• [ACTIVITY]: All of the records shown below need to be copied with no differences.

START AVAILABLE DATA

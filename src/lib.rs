// SPDX-License-Identifier: AGPL-3.0-or-later
//
// Copyright (C) 2025 Daniel Negri
//
// This program is free software: you can redistribute it and/or modify
// it under the terms of the GNU Affero General Public License as published by
// the Free Software Foundation, either version 3 of the License, or
// (at your option) any later version.
//
// This program is distributed in the hope that it will be useful,
// but WITHOUT ANY WARRANTY; without even the implied warranty of
// MERCHANTABILITY or FITNESS FOR A PARTICULAR PURPOSE. See the
// GNU Affero General Public License for more details.
//
// You should have received a copy of the GNU Affero General Public License
// along with this program. If not, see <https://www.gnu.org/licenses/>.

//! # Rail Reservation
//!
//! This library provides the seat allocation core of a train reservation system:
//! deciding whether each passenger is confirmed, placed in the RAC
//! (Reservation Against Cancellation) pool or waitlisted, and promoting queued
//! passengers when cancellations free capacity.
//!
//! ## Core Components
//!
//! - [`Engine`]: Admission and cancellation cascade, serialized per inventory key
//! - [`CapacityLedger`]: Confirmed seat and RAC slot counters for one key
//! - [`AllocationQueue`]: Gap-free ordered RAC and waitlist queues
//! - [`BookingLedger`]: Bookings and the passengers they own
//! - [`ReservationError`]: Error types for allocation failures
//!
//! ## Example
//!
//! ```
//! use std::sync::Arc;
//! use chrono::NaiveDate;
//! use rust_decimal_macros::dec;
//! use rail_reservation_rs::{
//!     BookingRequest, CapacityConfig, ClassId, Engine, Gender, InMemoryCatalog,
//!     InventoryKey, PassengerRequest, PassengerStatus, Quota, StationId, TrainId, UserId,
//! };
//!
//! let key = InventoryKey::new(
//!     TrainId(12951),
//!     ClassId(3),
//!     NaiveDate::from_ymd_opt(2026, 11, 2).unwrap(),
//!     Quota::General,
//! );
//! let catalog = InMemoryCatalog::new();
//! catalog.register(key, CapacityConfig::new(1, 1, 5)).unwrap();
//! let engine = Engine::new(Arc::new(catalog));
//!
//! let request = BookingRequest {
//!     user_id: UserId(1),
//!     key,
//!     from: StationId(10),
//!     to: StationId(20),
//!     total_fare: dec!(2450.00),
//!     passengers: vec![
//!         PassengerRequest::new("Meera", 41, Gender::Female),
//!         PassengerRequest::new("Arjun", 44, Gender::Male),
//!         PassengerRequest::new("Kabir", 12, Gender::Male),
//!     ],
//! };
//! let result = engine.submit_booking(request, false).unwrap();
//!
//! let statuses: Vec<_> = result.outcomes.iter().map(|o| o.status().unwrap()).collect();
//! assert!(matches!(statuses[0], PassengerStatus::Confirmed { .. }));
//! assert_eq!(statuses[1], PassengerStatus::Rac { number: 1 });
//! assert_eq!(statuses[2], PassengerStatus::Waitlisted { number: 1 });
//! ```
//!
//! ## Thread Safety
//!
//! Each (train, class, date, quota) key has its own lock with a bounded wait, so
//! requests for different keys never block each other while requests for the same key
//! are applied one at a time.

mod base;
pub mod booking;
pub mod capacity;
mod catalog;
pub mod config;
mod engine;
pub mod error;
pub mod inventory;
pub mod queue;
mod status;

pub use base::{
    BookingId, ClassId, InventoryKey, PassengerId, Pnr, Quota, SeatSlot, StationId, TrainId,
    UserId,
};
pub use booking::{
    BerthPreference, Booking, BookingLedger, BookingRequest, Gender, Passenger,
    PassengerRequest, StatusChange,
};
pub use capacity::{CapacityConfig, CapacityLedger, CapacitySnapshot};
pub use catalog::{Catalog, ConfirmationPredictor, InMemoryCatalog};
pub use config::{EngineConfig, LockPolicy};
pub use engine::{BookingResult, CancellationResult, Engine, PassengerOutcome, QueuePosition};
pub use error::ReservationError;
pub use inventory::InventorySnapshot;
pub use queue::{AllocationQueue, QueueEntry};
pub use status::{BookingStatus, PassengerStatus, QueueKind};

END AVAILABLE DATA

• [EXERCISE SOLUTION]:
filename src/lib.rs
// SPDX-License-Identifier: AGPL-3.0-or-later
//
// Copyright (C) 2025 Daniel Negri
//
// This program is free software: you can redistribute it and/or modify
// it under the terms of the GNU Affero General Public License as published by
// the Free Software Foundation, either version 3 of the License, or
// (at your option) any later version.
//
// This program is distributed in the hope that it will be useful,
// but WITHOUT ANY WARRANTY; without even the implied warranty of
// MERCHANTABILITY or FITNESS FOR A PARTICULAR PURPOSE. See the
// GNU Affero General Public License for more details.
//
// You should have received a copy of the GNU Affero General Public License
// along with this program. If not, see <https://www.gnu.org/licenses/>.

//! # Rail Reservation
//!
//! This library provides the seat allocation core of a train reservation system:
//! deciding whether each passenger is confirmed, placed in the RAC
//! (Reservation Against Cancellation) pool or waitlisted, and promoting queued
//! passengers when cancellations free capacity.
//!
//! ## Core Components
//!
//! - [`Engine`]: Admission and cancellation cascade, serialized per inventory key
//! - [`CapacityLedger`]: Confirmed seat and RAC slot counters for one key
//! - [`AllocationQueue`]: Gap-free ordered RAC and waitlist queues
//! - [`BookingLedger`]: Bookings and the passengers they own
//! - [`ReservationError`]: Error types for allocation failures
//!
//! ## Example
//!
//! ```
//! use std::sync::Arc;
//! use chrono::NaiveDate;
//! use rust_decimal_macros::dec;
//! use rail_reservation_rs::{
//!     BookingRequest, CapacityConfig, ClassId, Engine, Gender, InMemoryCatalog,
//!     InventoryKey, PassengerRequest, PassengerStatus, Quota, StationId, TrainId, UserId,
//! };
//!
//! let key = InventoryKey::new(
//!     TrainId(12951),
//!     ClassId(3),
//!     NaiveDate::from_ymd_opt(2026, 11, 2).unwrap(),
//!     Quota::General,
//! );
//! let catalog = InMemoryCatalog::new();
//! catalog.register(key, CapacityConfig::new(1, 1, 5)).unwrap();
//! let engine = Engine::new(Arc::new(catalog));
//!
//! let request = BookingRequest {
//!     user_id: UserId(1),
//!     key,
//!     from: StationId(10),
//!     to: StationId(20),
//!     total_fare: dec!(2450.00),
//!     passengers: vec![
//!         PassengerRequest::new("Meera", 41, Gender::Female),
//!         PassengerRequest::new("Arjun", 44, Gender::Male),
//!         PassengerRequest::new("Kabir", 12, Gender::Male),
//!     ],
//! };
//! let result = engine.submit_booking(request, false).unwrap();
//!
//! let statuses: Vec<_> = result.outcomes.iter().map(|o| o.status().unwrap()).collect();
//! assert!(matches!(statuses[0], PassengerStatus::Confirmed { .. }));
//! assert_eq!(statuses[1], PassengerStatus::Rac { number: 1 });
//! assert_eq!(statuses[2], PassengerStatus::Waitlisted { number: 1 });
//! ```
//!
//! ## Thread Safety
//!
//! Each (train, class, date, quota) key has its own lock with a bounded wait, so
//! requests for different keys never block each other while requests for the same key
//! are applied one at a time.

mod base;
pub mod booking;
pub mod capacity;
mod catalog;
pub mod config;
mod engine;
pub mod error;
pub mod inventory;
pub mod queue;
mod status;

pub use base::{
    BookingId, ClassId, InventoryKey, PassengerId, Pnr, Quota, SeatSlot, StationId, TrainId,
    UserId,
};
pub use booking::{
    BerthPreference, Booking, BookingLedger, BookingRequest, Gender, Passenger,
    PassengerRequest, StatusChange,
};
pub use capacity::{CapacityConfig, CapacityLedger, CapacitySnapshot};
pub use catalog::{Catalog, ConfirmationPredictor, InMemoryCatalog};
pub use config::{EngineConfig, LockPolicy};
pub use engine::{BookingResult, CancellationResult, Engine, PassengerOutcome, QueuePosition};
pub use error::ReservationError;
pub use inventory::InventorySnapshot;
pub use queue::{AllocationQueue, QueueEntry};
pub use status::{BookingStatus, PassengerStatus, QueueKind};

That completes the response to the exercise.